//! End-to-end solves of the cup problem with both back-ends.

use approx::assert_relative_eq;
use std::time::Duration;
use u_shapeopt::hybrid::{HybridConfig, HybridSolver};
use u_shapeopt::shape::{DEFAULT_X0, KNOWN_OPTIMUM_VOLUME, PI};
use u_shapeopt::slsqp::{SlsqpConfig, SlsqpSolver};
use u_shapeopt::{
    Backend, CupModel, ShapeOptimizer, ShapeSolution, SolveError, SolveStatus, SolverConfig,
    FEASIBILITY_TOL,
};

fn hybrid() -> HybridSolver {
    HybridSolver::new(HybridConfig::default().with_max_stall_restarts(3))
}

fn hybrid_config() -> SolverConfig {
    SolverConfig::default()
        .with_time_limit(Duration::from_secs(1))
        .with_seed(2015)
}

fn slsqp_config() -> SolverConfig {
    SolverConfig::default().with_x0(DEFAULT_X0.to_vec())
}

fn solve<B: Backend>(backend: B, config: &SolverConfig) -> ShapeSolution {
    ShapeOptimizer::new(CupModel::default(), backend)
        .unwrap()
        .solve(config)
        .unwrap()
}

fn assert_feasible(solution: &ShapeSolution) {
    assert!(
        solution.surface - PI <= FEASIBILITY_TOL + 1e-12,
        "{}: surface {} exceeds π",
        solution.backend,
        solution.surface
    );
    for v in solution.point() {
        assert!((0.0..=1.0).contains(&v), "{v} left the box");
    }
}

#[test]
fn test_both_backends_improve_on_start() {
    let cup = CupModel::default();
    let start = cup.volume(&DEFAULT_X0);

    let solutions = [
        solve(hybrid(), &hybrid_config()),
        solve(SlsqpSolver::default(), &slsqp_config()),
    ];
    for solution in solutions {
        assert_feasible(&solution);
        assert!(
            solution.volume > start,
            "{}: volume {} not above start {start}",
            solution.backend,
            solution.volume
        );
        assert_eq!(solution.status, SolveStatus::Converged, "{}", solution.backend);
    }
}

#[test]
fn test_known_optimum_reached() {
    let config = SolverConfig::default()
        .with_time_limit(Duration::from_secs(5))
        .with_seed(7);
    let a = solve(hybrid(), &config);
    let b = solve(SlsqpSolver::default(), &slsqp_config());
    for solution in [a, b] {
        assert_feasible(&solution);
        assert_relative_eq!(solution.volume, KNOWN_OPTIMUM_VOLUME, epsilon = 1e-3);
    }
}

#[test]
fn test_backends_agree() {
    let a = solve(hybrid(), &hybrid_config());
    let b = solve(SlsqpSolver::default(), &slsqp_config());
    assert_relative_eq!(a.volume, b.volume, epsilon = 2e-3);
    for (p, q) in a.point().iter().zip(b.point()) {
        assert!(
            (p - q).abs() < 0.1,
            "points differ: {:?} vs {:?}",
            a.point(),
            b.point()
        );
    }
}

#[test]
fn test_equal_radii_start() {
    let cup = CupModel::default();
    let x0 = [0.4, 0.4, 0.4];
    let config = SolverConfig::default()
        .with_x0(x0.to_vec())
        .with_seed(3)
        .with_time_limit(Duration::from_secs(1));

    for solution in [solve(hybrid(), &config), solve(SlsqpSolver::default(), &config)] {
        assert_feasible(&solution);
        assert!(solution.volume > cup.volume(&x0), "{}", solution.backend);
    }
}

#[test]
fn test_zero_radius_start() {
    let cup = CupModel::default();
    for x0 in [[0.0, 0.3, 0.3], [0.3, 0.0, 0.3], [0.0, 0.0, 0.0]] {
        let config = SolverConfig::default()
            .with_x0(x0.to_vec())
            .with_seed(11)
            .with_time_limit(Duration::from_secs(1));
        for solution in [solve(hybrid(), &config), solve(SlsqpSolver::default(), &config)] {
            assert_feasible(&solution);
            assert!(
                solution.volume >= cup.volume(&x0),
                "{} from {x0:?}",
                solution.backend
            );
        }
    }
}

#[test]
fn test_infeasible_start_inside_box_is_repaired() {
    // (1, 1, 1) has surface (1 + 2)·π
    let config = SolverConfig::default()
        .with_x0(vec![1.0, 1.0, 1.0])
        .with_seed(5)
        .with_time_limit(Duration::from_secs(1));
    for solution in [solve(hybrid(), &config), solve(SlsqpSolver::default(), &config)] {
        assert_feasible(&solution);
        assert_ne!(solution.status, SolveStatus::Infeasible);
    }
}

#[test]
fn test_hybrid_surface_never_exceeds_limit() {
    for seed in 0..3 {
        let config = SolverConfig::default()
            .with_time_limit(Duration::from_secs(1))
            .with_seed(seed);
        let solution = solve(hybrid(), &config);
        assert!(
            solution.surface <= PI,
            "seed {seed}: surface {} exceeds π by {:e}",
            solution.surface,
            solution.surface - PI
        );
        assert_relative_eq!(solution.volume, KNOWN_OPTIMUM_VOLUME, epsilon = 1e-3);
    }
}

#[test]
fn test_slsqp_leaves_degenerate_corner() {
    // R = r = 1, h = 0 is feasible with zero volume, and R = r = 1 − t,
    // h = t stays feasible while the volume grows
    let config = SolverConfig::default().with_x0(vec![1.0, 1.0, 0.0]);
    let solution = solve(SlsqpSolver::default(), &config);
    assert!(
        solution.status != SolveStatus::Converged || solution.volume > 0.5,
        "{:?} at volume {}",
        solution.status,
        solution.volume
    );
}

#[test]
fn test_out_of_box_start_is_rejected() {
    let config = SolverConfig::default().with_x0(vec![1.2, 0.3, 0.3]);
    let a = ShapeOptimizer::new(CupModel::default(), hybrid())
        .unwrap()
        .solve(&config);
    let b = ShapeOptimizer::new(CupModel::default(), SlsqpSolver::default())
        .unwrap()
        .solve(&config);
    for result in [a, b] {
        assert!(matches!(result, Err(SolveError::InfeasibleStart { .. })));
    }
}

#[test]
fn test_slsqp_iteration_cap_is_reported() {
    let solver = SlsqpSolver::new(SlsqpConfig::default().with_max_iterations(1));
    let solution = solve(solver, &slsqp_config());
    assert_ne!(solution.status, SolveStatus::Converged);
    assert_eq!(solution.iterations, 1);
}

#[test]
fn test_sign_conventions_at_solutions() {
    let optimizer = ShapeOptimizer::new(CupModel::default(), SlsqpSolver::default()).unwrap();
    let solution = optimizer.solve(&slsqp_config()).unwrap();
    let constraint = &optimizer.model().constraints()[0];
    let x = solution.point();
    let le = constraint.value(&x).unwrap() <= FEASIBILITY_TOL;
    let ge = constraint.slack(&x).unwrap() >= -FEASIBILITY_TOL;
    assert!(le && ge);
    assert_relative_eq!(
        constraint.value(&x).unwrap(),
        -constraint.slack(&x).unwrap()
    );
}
══════════════════════════════
▶ [What this task involves] Each record above, from first to last, should be written out again exactly.

▶ [Answer]
//! End-to-end solves of the cup problem with both back-ends.

use approx::assert_relative_eq;
use std::time::Duration;
use u_shapeopt::hybrid::{HybridConfig, HybridSolver};
use u_shapeopt::shape::{DEFAULT_X0, KNOWN_OPTIMUM_VOLUME, PI};
use u_shapeopt::slsqp::{SlsqpConfig, SlsqpSolver};
use u_shapeopt::{
    Backend, CupModel, ShapeOptimizer, ShapeSolution, SolveError, SolveStatus, SolverConfig,
    FEASIBILITY_TOL,
};

fn hybrid() -> HybridSolver {
    HybridSolver::new(HybridConfig::default().with_max_stall_restarts(3))
}

fn hybrid_config() -> SolverConfig {
    SolverConfig::default()
        .with_time_limit(Duration::from_secs(1))
        .with_seed(2015)
}

fn slsqp_config() -> SolverConfig {
    SolverConfig::default().with_x0(DEFAULT_X0.to_vec())
}

fn solve<B: Backend>(backend: B, config: &SolverConfig) -> ShapeSolution {
    ShapeOptimizer::new(CupModel::default(), backend)
        .unwrap()
        .solve(config)
        .unwrap()
}

fn assert_feasible(solution: &ShapeSolution) {
    assert!(
        solution.surface - PI <= FEASIBILITY_TOL + 1e-12,
        "{}: surface {} exceeds π",
        solution.backend,
        solution.surface
    );
    for v in solution.point() {
        assert!((0.0..=1.0).contains(&v), "{v} left the box");
    }
}

#[test]
fn test_both_backends_improve_on_start() {
    let cup = CupModel::default();
    let start = cup.volume(&DEFAULT_X0);

    let solutions = [
        solve(hybrid(), &hybrid_config()),
        solve(SlsqpSolver::default(), &slsqp_config()),
    ];
    for solution in solutions {
        assert_feasible(&solution);
        assert!(
            solution.volume > start,
            "{}: volume {} not above start {start}",
            solution.backend,
            solution.volume
        );
        assert_eq!(solution.status, SolveStatus::Converged, "{}", solution.backend);
    }
}

#[test]
fn test_known_optimum_reached() {
    let config = SolverConfig::default()
        .with_time_limit(Duration::from_secs(5))
        .with_seed(7);
    let a = solve(hybrid(), &config);
    let b = solve(SlsqpSolver::default(), &slsqp_config());
    for solution in [a, b] {
        assert_feasible(&solution);
        assert_relative_eq!(solution.volume, KNOWN_OPTIMUM_VOLUME, epsilon = 1e-3);
    }
}

#[test]
fn test_backends_agree() {
    let a = solve(hybrid(), &hybrid_config());
    let b = solve(SlsqpSolver::default(), &slsqp_config());
    assert_relative_eq!(a.volume, b.volume, epsilon = 2e-3);
    for (p, q) in a.point().iter().zip(b.point()) {
        assert!(
            (p - q).abs() < 0.1,
            "points differ: {:?} vs {:?}",
            a.point(),
            b.point()
        );
    }
}

#[test]
fn test_equal_radii_start() {
    let cup = CupModel::default();
    let x0 = [0.4, 0.4, 0.4];
    let config = SolverConfig::default()
        .with_x0(x0.to_vec())
        .with_seed(3)
        .with_time_limit(Duration::from_secs(1));

    for solution in [solve(hybrid(), &config), solve(SlsqpSolver::default(), &config)] {
        assert_feasible(&solution);
        assert!(solution.volume > cup.volume(&x0), "{}", solution.backend);
    }
}

#[test]
fn test_zero_radius_start() {
    let cup = CupModel::default();
    for x0 in [[0.0, 0.3, 0.3], [0.3, 0.0, 0.3], [0.0, 0.0, 0.0]] {
        let config = SolverConfig::default()
            .with_x0(x0.to_vec())
            .with_seed(11)
            .with_time_limit(Duration::from_secs(1));
        for solution in [solve(hybrid(), &config), solve(SlsqpSolver::default(), &config)] {
            assert_feasible(&solution);
            assert!(
                solution.volume >= cup.volume(&x0),
                "{} from {x0:?}",
                solution.backend
            );
        }
    }
}

#[test]
fn test_infeasible_start_inside_box_is_repaired() {
    // (1, 1, 1) has surface (1 + 2)·π
    let config = SolverConfig::default()
        .with_x0(vec![1.0, 1.0, 1.0])
        .with_seed(5)
        .with_time_limit(Duration::from_secs(1));
    for solution in [solve(hybrid(), &config), solve(SlsqpSolver::default(), &config)] {
        assert_feasible(&solution);
        assert_ne!(solution.status, SolveStatus::Infeasible);
    }
}

#[test]
fn test_hybrid_surface_never_exceeds_limit() {
    for seed in 0..3 {
        let config = SolverConfig::default()
            .with_time_limit(Duration::from_secs(1))
            .with_seed(seed);
        let solution = solve(hybrid(), &config);
        assert!(
            solution.surface <= PI,
            "seed {seed}: surface {} exceeds π by {:e}",
            solution.surface,
            solution.surface - PI
        );
        assert_relative_eq!(solution.volume, KNOWN_OPTIMUM_VOLUME, epsilon = 1e-3);
    }
}

#[test]
fn test_slsqp_leaves_degenerate_corner() {
    // R = r = 1, h = 0 is feasible with zero volume, and R = r = 1 − t,
    // h = t stays feasible while the volume grows
    let config = SolverConfig::default().with_x0(vec![1.0, 1.0, 0.0]);
    let solution = solve(SlsqpSolver::default(), &config);
    assert!(
        solution.status != SolveStatus::Converged || solution.volume > 0.5,
        "{:?} at volume {}",
        solution.status,
        solution.volume
    );
}

#[test]
fn test_out_of_box_start_is_rejected() {
    let config = SolverConfig::default().with_x0(vec![1.2, 0.3, 0.3]);
    let a = ShapeOptimizer::new(CupModel::default(), hybrid())
        .unwrap()
        .solve(&config);
    let b = ShapeOptimizer::new(CupModel::default(), SlsqpSolver::default())
        .unwrap()
        .solve(&config);
    for result in [a, b] {
        assert!(matches!(result, Err(SolveError::InfeasibleStart { .. })));
    }
}

#[test]
fn test_slsqp_iteration_cap_is_reported() {
    let solver = SlsqpSolver::new(SlsqpConfig::default().with_max_iterations(1));
    let solution = solve(solver, &slsqp_config());
    assert_ne!(solution.status, SolveStatus::Converged);
    assert_eq!(solution.iterations, 1);
}

#[test]
fn test_sign_conventions_at_solutions() {
    let optimizer = ShapeOptimizer::new(CupModel::default(), SlsqpSolver::default()).unwrap();
    let solution = optimizer.solve(&slsqp_config()).unwrap();
    let constraint = &optimizer.model().constraints()[0];
    let x = solution.point();
    let le = constraint.value(&x).unwrap() <= FEASIBILITY_TOL;
    let ge = constraint.slack(&x).unwrap() >= -FEASIBILITY_TOL;
    assert!(le && ge);
    assert_relative_eq!(
        constraint.value(&x).unwrap(),
        -constraint.slack(&x).unwrap()
    );
}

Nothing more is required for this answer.